Word for word, retype each record shown below.

● Information shown:
..............................
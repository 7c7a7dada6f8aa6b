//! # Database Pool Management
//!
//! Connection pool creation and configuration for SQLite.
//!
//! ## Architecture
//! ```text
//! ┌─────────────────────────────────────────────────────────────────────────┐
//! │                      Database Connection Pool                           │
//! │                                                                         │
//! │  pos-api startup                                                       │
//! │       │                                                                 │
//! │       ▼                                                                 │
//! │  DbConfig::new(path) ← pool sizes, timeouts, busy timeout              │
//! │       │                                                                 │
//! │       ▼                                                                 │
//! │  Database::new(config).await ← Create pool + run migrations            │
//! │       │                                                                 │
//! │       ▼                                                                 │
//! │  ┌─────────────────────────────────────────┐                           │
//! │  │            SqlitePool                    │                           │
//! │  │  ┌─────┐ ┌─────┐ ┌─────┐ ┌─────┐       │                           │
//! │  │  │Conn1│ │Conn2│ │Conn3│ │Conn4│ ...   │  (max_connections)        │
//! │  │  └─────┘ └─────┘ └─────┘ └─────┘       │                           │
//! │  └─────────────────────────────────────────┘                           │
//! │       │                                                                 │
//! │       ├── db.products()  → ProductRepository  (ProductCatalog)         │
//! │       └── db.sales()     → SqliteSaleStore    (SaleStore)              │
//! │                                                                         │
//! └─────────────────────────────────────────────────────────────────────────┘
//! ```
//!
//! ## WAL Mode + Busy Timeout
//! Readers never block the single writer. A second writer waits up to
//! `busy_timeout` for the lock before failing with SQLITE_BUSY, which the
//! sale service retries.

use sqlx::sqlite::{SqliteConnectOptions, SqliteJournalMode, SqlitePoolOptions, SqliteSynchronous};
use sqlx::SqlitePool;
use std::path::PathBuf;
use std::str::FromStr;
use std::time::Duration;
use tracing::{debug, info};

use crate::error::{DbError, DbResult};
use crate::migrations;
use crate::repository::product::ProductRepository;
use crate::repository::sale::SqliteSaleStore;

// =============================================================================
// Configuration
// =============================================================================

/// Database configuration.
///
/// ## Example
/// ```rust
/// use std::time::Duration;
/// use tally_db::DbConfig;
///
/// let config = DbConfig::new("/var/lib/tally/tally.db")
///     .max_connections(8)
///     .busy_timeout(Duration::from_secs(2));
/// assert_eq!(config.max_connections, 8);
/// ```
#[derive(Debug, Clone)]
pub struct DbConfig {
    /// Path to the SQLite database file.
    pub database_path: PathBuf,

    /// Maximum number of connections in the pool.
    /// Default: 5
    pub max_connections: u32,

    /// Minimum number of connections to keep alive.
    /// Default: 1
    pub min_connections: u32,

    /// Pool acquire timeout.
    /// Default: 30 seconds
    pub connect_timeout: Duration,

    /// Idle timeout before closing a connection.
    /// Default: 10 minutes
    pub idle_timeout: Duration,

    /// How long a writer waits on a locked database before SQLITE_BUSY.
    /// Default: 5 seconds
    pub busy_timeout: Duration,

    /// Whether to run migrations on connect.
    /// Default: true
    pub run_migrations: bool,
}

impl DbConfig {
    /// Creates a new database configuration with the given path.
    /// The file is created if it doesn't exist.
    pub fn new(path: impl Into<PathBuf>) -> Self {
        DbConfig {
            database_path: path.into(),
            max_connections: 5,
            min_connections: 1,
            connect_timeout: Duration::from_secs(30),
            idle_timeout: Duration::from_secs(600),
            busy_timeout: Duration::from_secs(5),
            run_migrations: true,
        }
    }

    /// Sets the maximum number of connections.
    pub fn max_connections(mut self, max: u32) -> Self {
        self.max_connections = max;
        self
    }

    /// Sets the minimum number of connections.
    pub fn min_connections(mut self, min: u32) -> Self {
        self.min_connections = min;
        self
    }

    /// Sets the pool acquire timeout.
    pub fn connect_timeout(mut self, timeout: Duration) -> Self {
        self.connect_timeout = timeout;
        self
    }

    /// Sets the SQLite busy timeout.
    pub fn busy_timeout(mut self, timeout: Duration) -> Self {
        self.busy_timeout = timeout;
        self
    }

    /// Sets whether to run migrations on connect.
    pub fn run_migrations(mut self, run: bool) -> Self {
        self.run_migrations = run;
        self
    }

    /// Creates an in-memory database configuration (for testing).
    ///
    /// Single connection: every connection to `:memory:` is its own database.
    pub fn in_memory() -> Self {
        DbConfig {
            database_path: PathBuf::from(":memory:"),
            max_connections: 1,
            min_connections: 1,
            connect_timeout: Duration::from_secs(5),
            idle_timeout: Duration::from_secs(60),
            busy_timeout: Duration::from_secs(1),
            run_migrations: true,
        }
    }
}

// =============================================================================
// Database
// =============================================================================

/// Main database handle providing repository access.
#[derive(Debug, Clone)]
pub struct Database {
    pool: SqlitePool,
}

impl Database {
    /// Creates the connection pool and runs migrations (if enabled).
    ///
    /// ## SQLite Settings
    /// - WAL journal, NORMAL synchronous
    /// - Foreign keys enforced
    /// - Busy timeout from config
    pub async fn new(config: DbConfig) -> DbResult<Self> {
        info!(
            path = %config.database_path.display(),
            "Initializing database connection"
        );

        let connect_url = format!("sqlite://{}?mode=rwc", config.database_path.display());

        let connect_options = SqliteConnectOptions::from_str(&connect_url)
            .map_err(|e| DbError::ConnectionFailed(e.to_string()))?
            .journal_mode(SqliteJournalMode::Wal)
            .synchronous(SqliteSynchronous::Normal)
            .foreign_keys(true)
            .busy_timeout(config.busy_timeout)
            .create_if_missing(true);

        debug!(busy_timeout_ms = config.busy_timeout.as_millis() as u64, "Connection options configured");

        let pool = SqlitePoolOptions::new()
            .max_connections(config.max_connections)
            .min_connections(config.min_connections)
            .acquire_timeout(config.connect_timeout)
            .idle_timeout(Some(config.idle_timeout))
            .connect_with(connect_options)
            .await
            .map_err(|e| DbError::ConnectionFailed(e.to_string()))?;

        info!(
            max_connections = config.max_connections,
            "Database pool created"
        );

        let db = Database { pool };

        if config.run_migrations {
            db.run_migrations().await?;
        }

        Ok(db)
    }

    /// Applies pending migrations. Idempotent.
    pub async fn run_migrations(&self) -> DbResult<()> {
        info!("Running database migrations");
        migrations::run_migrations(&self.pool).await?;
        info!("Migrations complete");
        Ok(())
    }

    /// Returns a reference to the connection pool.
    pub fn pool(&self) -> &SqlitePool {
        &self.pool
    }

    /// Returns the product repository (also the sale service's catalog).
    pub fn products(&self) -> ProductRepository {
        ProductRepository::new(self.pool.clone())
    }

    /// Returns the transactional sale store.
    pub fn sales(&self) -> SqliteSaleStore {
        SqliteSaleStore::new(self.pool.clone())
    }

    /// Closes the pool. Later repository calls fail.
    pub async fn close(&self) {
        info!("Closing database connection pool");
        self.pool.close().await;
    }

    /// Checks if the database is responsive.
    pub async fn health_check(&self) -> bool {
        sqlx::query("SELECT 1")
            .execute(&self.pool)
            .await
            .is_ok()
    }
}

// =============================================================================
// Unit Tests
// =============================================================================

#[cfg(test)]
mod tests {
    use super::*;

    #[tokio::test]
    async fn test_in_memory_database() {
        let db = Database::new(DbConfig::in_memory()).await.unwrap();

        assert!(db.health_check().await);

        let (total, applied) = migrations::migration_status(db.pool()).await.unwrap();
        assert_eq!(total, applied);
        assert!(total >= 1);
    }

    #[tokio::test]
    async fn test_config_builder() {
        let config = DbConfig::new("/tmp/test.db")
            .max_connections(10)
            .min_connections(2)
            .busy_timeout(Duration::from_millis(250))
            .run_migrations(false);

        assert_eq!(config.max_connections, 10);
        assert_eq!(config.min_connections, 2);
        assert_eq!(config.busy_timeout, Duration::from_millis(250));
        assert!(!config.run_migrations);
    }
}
..............................
● Your solution:
repository 7c7a7dada6f8aa6b
//! # Database Pool Management
//!
//! Connection pool creation and configuration for SQLite.
//!
//! ## Architecture
//! ```text
//! ┌─────────────────────────────────────────────────────────────────────────┐
//! │                      Database Connection Pool                           │
//! │                                                                         │
//! │  pos-api startup                                                       │
//! │       │                                                                 │
//! │       ▼                                                                 │
//! │  DbConfig::new(path) ← pool sizes, timeouts, busy timeout              │
//! │       │                                                                 │
//! │       ▼                                                                 │
//! │  Database::new(config).await ← Create pool + run migrations            │
//! │       │                                                                 │
//! │       ▼                                                                 │
//! │  ┌─────────────────────────────────────────┐                           │
//! │  │            SqlitePool                    │                           │
//! │  │  ┌─────┐ ┌─────┐ ┌─────┐ ┌─────┐       │                           │
//! │  │  │Conn1│ │Conn2│ │Conn3│ │Conn4│ ...   │  (max_connections)        │
//! │  │  └─────┘ └─────┘ └─────┘ └─────┘       │                           │
//! │  └─────────────────────────────────────────┘                           │
//! │       │                                                                 │
//! │       ├── db.products()  → ProductRepository  (ProductCatalog)         │
//! │       └── db.sales()     → SqliteSaleStore    (SaleStore)              │
//! │                                                                         │
//! └─────────────────────────────────────────────────────────────────────────┘
//! ```
//!
//! ## WAL Mode + Busy Timeout
//! Readers never block the single writer. A second writer waits up to
//! `busy_timeout` for the lock before failing with SQLITE_BUSY, which the
//! sale service retries.

use sqlx::sqlite::{SqliteConnectOptions, SqliteJournalMode, SqlitePoolOptions, SqliteSynchronous};
use sqlx::SqlitePool;
use std::path::PathBuf;
use std::str::FromStr;
use std::time::Duration;
use tracing::{debug, info};

use crate::error::{DbError, DbResult};
use crate::migrations;
use crate::repository::product::ProductRepository;
use crate::repository::sale::SqliteSaleStore;

// =============================================================================
// Configuration
// =============================================================================

/// Database configuration.
///
/// ## Example
/// ```rust
/// use std::time::Duration;
/// use tally_db::DbConfig;
///
/// let config = DbConfig::new("/var/lib/tally/tally.db")
///     .max_connections(8)
///     .busy_timeout(Duration::from_secs(2));
/// assert_eq!(config.max_connections, 8);
/// ```
#[derive(Debug, Clone)]
pub struct DbConfig {
    /// Path to the SQLite database file.
    pub database_path: PathBuf,

    /// Maximum number of connections in the pool.
    /// Default: 5
    pub max_connections: u32,

    /// Minimum number of connections to keep alive.
    /// Default: 1
    pub min_connections: u32,

    /// Pool acquire timeout.
    /// Default: 30 seconds
    pub connect_timeout: Duration,

    /// Idle timeout before closing a connection.
    /// Default: 10 minutes
    pub idle_timeout: Duration,

    /// How long a writer waits on a locked database before SQLITE_BUSY.
    /// Default: 5 seconds
    pub busy_timeout: Duration,

    /// Whether to run migrations on connect.
    /// Default: true
    pub run_migrations: bool,
}

impl DbConfig {
    /// Creates a new database configuration with the given path.
    /// The file is created if it doesn't exist.
    pub fn new(path: impl Into<PathBuf>) -> Self {
        DbConfig {
            database_path: path.into(),
            max_connections: 5,
            min_connections: 1,
            connect_timeout: Duration::from_secs(30),
            idle_timeout: Duration::from_secs(600),
            busy_timeout: Duration::from_secs(5),
            run_migrations: true,
        }
    }

    /// Sets the maximum number of connections.
    pub fn max_connections(mut self, max: u32) -> Self {
        self.max_connections = max;
        self
    }

    /// Sets the minimum number of connections.
    pub fn min_connections(mut self, min: u32) -> Self {
        self.min_connections = min;
        self
    }

    /// Sets the pool acquire timeout.
    pub fn connect_timeout(mut self, timeout: Duration) -> Self {
        self.connect_timeout = timeout;
        self
    }

    /// Sets the SQLite busy timeout.
    pub fn busy_timeout(mut self, timeout: Duration) -> Self {
        self.busy_timeout = timeout;
        self
    }

    /// Sets whether to run migrations on connect.
    pub fn run_migrations(mut self, run: bool) -> Self {
        self.run_migrations = run;
        self
    }

    /// Creates an in-memory database configuration (for testing).
    ///
    /// Single connection: every connection to `:memory:` is its own database.
    pub fn in_memory() -> Self {
        DbConfig {
            database_path: PathBuf::from(":memory:"),
            max_connections: 1,
            min_connections: 1,
            connect_timeout: Duration::from_secs(5),
            idle_timeout: Duration::from_secs(60),
            busy_timeout: Duration::from_secs(1),
            run_migrations: true,
        }
    }
}

// =============================================================================
// Database
// =============================================================================

/// Main database handle providing repository access.
#[derive(Debug, Clone)]
pub struct Database {
    pool: SqlitePool,
}

impl Database {
    /// Creates the connection pool and runs migrations (if enabled).
    ///
    /// ## SQLite Settings
    /// - WAL journal, NORMAL synchronous
    /// - Foreign keys enforced
    /// - Busy timeout from config
    pub async fn new(config: DbConfig) -> DbResult<Self> {
        info!(
            path = %config.database_path.display(),
            "Initializing database connection"
        );

        let connect_url = format!("sqlite://{}?mode=rwc", config.database_path.display());

        let connect_options = SqliteConnectOptions::from_str(&connect_url)
            .map_err(|e| DbError::ConnectionFailed(e.to_string()))?
            .journal_mode(SqliteJournalMode::Wal)
            .synchronous(SqliteSynchronous::Normal)
            .foreign_keys(true)
            .busy_timeout(config.busy_timeout)
            .create_if_missing(true);

        debug!(busy_timeout_ms = config.busy_timeout.as_millis() as u64, "Connection options configured");

        let pool = SqlitePoolOptions::new()
            .max_connections(config.max_connections)
            .min_connections(config.min_connections)
            .acquire_timeout(config.connect_timeout)
            .idle_timeout(Some(config.idle_timeout))
            .connect_with(connect_options)
            .await
            .map_err(|e| DbError::ConnectionFailed(e.to_string()))?;

        info!(
            max_connections = config.max_connections,
            "Database pool created"
        );

        let db = Database { pool };

        if config.run_migrations {
            db.run_migrations().await?;
        }

        Ok(db)
    }

    /// Applies pending migrations. Idempotent.
    pub async fn run_migrations(&self) -> DbResult<()> {
        info!("Running database migrations");
        migrations::run_migrations(&self.pool).await?;
        info!("Migrations complete");
        Ok(())
    }

    /// Returns a reference to the connection pool.
    pub fn pool(&self) -> &SqlitePool {
        &self.pool
    }

    /// Returns the product repository (also the sale service's catalog).
    pub fn products(&self) -> ProductRepository {
        ProductRepository::new(self.pool.clone())
    }

    /// Returns the transactional sale store.
    pub fn sales(&self) -> SqliteSaleStore {
        SqliteSaleStore::new(self.pool.clone())
    }

    /// Closes the pool. Later repository calls fail.
    pub async fn close(&self) {
        info!("Closing database connection pool");
        self.pool.close().await;
    }

    /// Checks if the database is responsive.
    pub async fn health_check(&self) -> bool {
        sqlx::query("SELECT 1")
            .execute(&self.pool)
            .await
            .is_ok()
    }
}

// =============================================================================
// Unit Tests
// =============================================================================

#[cfg(test)]
mod tests {
    use super::*;

    #[tokio::test]
    async fn test_in_memory_database() {
        let db = Database::new(DbConfig::in_memory()).await.unwrap();

        assert!(db.health_check().await);

        let (total, applied) = migrations::migration_status(db.pool()).await.unwrap();
        assert_eq!(total, applied);
        assert!(total >= 1);
    }

    #[tokio::test]
    async fn test_config_builder() {
        let config = DbConfig::new("/tmp/test.db")
            .max_connections(10)
            .min_connections(2)
            .busy_timeout(Duration::from_millis(250))
            .run_migrations(false);

        assert_eq!(config.max_connections, 10);
        assert_eq!(config.min_connections, 2);
        assert_eq!(config.busy_timeout, Duration::from_millis(250));
        assert!(!config.run_migrations);
    }
}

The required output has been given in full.